From the given chemical equations, we find that

2 mol of NH₂OH $$\equiv$$ 4 mol Fe²⁺ and 1 mol MnO$$_4^ - $$ $$\equiv$$ 5 mol Fe²⁺

Amount of MnO$$_4^ - $$ consumed in the oxidation of iron (H)

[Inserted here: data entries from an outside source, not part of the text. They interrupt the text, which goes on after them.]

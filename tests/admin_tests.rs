//! Admin API tests.

use axum::body::Body;
use axum::http::{Request, StatusCode};
use tower::ServiceExt;
use web_dispatch::admin::setup_admin_router;

mod common;

use common::{body_string, test_store};

const KEY: &str = "test-admin-key";

fn admin_request(method: &str, uri: &str, key: Option<&str>, body: Option<&str>) -> Request<Body> {
    let mut builder = Request::builder().method(method).uri(uri);
    if let Some(key) = key {
        builder = builder.header("authorization", format!("Bearer {key}"));
    }
    match body {
        Some(json) => builder
            .header("content-type", "application/json")
            .body(Body::from(json.to_string()))
            .unwrap(),
        None => builder.body(Body::empty()).unwrap(),
    }
}

fn store() -> std::sync::Arc<web_dispatch::ConfigStore> {
    test_store(|cfg| {
        cfg.admin.enabled = true;
        cfg.admin.api_key = KEY.to_string();
    })
}

#[tokio::test]
async fn test_rejects_missing_or_wrong_key() {
    let app = setup_admin_router(store());

    let res = app
        .clone()
        .oneshot(admin_request("GET", "/admin/status", None, None))
        .await
        .unwrap();
    assert_eq!(res.status(), StatusCode::UNAUTHORIZED);

    let res = app
        .oneshot(admin_request("GET", "/admin/status", Some("nope"), None))
        .await
        .unwrap();
    assert_eq!(res.status(), StatusCode::UNAUTHORIZED);
}

#[tokio::test]
async fn test_empty_key_locks_everyone_out() {
    let app = setup_admin_router(test_store(|_| {}));
    let res = app
        .oneshot(admin_request("GET", "/admin/status", Some(""), None))
        .await
        .unwrap();
    assert_eq!(res.status(), StatusCode::UNAUTHORIZED);
}

#[tokio::test]
async fn test_config_is_redacted() {
    let app = setup_admin_router(store());
    let res = app
        .oneshot(admin_request("GET", "/admin/config", Some(KEY), None))
        .await
        .unwrap();
    assert_eq!(res.status(), StatusCode::OK);

    let body: serde_json::Value = serde_json::from_str(&body_string(res).await).unwrap();
    assert_eq!(body["admin"]["api_key"], "********");
    assert_eq!(body["service"]["site_url"], common::SITE_URL);
}

#[tokio::test]
async fn test_patch_service_updates_store() {
    let store = store();
    let app = setup_admin_router(store.clone());

    let res = app
        .clone()
        .oneshot(admin_request(
            "PATCH",
            "/admin/config/service",
            Some(KEY),
            Some(r#"{"tls_strict_transport": true, "tls_strict_transport_max_age": 6000}"#),
        ))
        .await
        .unwrap();
    assert_eq!(res.status(), StatusCode::OK);

    let body: serde_json::Value = serde_json::from_str(&body_string(res).await).unwrap();
    assert_eq!(body["tls_strict_transport"], true);
    assert_eq!(body["tls_strict_transport_max_age"], 6000);

    let snapshot = store.snapshot();
    assert_eq!(snapshot.generation(), 1);
    assert!(snapshot.hsts_enabled());
    assert_eq!(snapshot.hsts_max_age(), 6000);
    // Untouched fields survive the patch.
    assert_eq!(snapshot.site_url(), common::SITE_URL);

    let res = app
        .oneshot(admin_request("GET", "/admin/status", Some(KEY), None))
        .await
        .unwrap();
    let body: serde_json::Value = serde_json::from_str(&body_string(res).await).unwrap();
    assert_eq!(body["config_generation"], 1);
}

#[tokio::test]
async fn test_invalid_patch_is_rejected() {
    let store = store();
    let app = setup_admin_router(store.clone());

    let res = app
        .oneshot(admin_request(
            "PATCH",
            "/admin/config/service",
            Some(KEY),
            Some(r#"{"api_prefix": "api/v4"}"#),
        ))
        .await
        .unwrap();
    assert_eq!(res.status(), StatusCode::BAD_REQUEST);

    let body: serde_json::Value = serde_json::from_str(&body_string(res).await).unwrap();
    assert_eq!(body["errors"].as_array().unwrap().len(), 1);
    assert_eq!(store.snapshot().generation(), 0);
    assert_eq!(store.snapshot().service().api_prefix, "/api/v4");
}

#[tokio::test]
async fn test_unknown_field_is_rejected() {
    let app = setup_admin_router(store());
    let res = app
        .oneshot(admin_request(
            "PATCH",
            "/admin/config/service",
            Some(KEY),
            Some(r#"{"max_connections": 10}"#),
        ))
        .await
        .unwrap();
    assert_eq!(res.status(), StatusCode::UNPROCESSABLE_ENTITY);
}
//! Metrics collection and exposition.
//!
//! # Metrics
//! - `dispatch_requests_total` (counter): requests by method, status, class
//! - `dispatch_request_duration_seconds` (histogram): latency by class
//! - `dispatch_errors_total` (counter): handler errors by presentation
//! - `config_reloads_total` (counter): configuration changes by outcome
//!
//! Without an installed recorder every call is a no-op, so library code and
//! tests record unconditionally.

use std::net::SocketAddr;
use std::time::Instant;

use metrics::{counter, histogram};
use metrics_exporter_prometheus::{BuildError, PrometheusBuilder};

/// Install the Prometheus recorder and its scrape endpoint.
pub fn init_metrics(addr: SocketAddr) -> Result<(), BuildError> {
    PrometheusBuilder::new().with_http_listener(addr).install()?;
    tracing::info!(address = %addr, "Metrics endpoint listening");
    Ok(())
}

/// Record one dispatched request.
pub fn record_request(method: &str, status: u16, class: &'static str, start: Instant) {
    counter!(
        "dispatch_requests_total",
        "method" => method.to_string(),
        "status" => status.to_string(),
        "class" => class,
    )
    .increment(1);
    histogram!("dispatch_request_duration_seconds", "class" => class)
        .record(start.elapsed().as_secs_f64());
}

/// Record how a handler error was presented (`redirect` or `structured`).
pub fn record_error(presentation: &'static str) {
    counter!("dispatch_errors_total", "presentation" => presentation).increment(1);
}

/// Record a configuration change attempt (`applied` or `rejected`).
pub fn record_config_reload(outcome: &'static str) {
    counter!("config_reloads_total", "outcome" => outcome).increment(1);
}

V M = (12 mL) (0.02 M) = $$\left( {{{12} \over {1000}}L} \right)$$ (0.02 mol L^$$-$$1) = $${{12 \times 0.02} \over {1000}}$$ mol

Since 1 mol MnO$$_4^ - $$ $$\equiv$$ 5 mol Fe²⁺, we have

Amount of Fe²⁺ formed by the reduction of Fe³⁺ by NH₂OH = (5) $$\left( {{{12 \times 0.02} \over {1000}}} \right)$$ mol

Now since 2 mol NH₂OH $$\equiv$$ 4 mol Fe²⁺, we have

Amount of NH₂OH present in 50 mL of diluted solution = $$\left( {{2 \over 4}} \right)(5)\left( {{{12 \times 0.02} \over {1000}}} \right)$$ mol

Amount of NH₂OH present in 1 L of diluted solution = $$\left( {{{1000} \over {50}}} \right)\left( {{2 \over 4}} \right)(5)\left( {{{12 \times 0.02} \over {1000}}} \right)$$ mol

Amount of NH₂OH present in 1 L of undiluted solution = $$\left( {{{1000} \over {10}}} \right)\left( {{{1000} \over {50}}} \right)\left( {{2 \over 4}} \right)(5)\left( {{{12 \times 0.02} \over {1000}}} \right)$$ mol = 1.2 mol

Mass of NH₂OH present in 1 L of undiluted solution = (1.2 mol) (33 g mol^$$-$$1) = 39.6 g.